* WHAT YOU HAVE TO DO *
Among the entries below, find every line that contains the string "BayeuxConfig", then copy it.
[PROVIDED RECORDS Boundary: Start]
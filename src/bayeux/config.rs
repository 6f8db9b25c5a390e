//! Bayeux transport configuration.

use std::time::Duration;

/// Per-deployment tunables of the Bayeux session layer.
#[derive(Clone, Debug)]
pub struct BayeuxConfig {
    /// How long an idle, unreferenced session survives before it is
    /// destroyed.
    pub session_timeout: Duration,

    /// How long a `/meta/connect` long poll is held open waiting for
    /// events before it is answered empty.
    pub long_polling_timeout: Duration,

    /// Maximum number of buffered events per session. When exceeded, the
    /// oldest events are dropped.
    pub max_messages_per_client: usize,

    /// Maximum summed serialized size of buffered events per session, in
    /// bytes. Oldest first here as well.
    pub max_messages_size_per_client: usize,
}

impl Default for BayeuxConfig {
    fn default() -> Self {
        BayeuxConfig {
            session_timeout: Duration::from_secs(30),
            long_polling_timeout: Duration::from_secs(20),
            max_messages_per_client: 100,
            max_messages_size_per_client: 10 * 1024,
        }
    }
}

#[cfg(test)]
mod tests {
    use super::*;

    #[test]
    fn test_defaults() {
        let config = BayeuxConfig::default();
        assert_eq!(config.session_timeout, Duration::from_secs(30));
        assert_eq!(config.max_messages_per_client, 100);
        assert_eq!(config.max_messages_size_per_client, 10_240);
    }
}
[PROVIDED RECORDS Boundary: End]
* RESULT *
pub struct BayeuxConfig {
impl Default for BayeuxConfig {
        BayeuxConfig {
        let config = BayeuxConfig::default();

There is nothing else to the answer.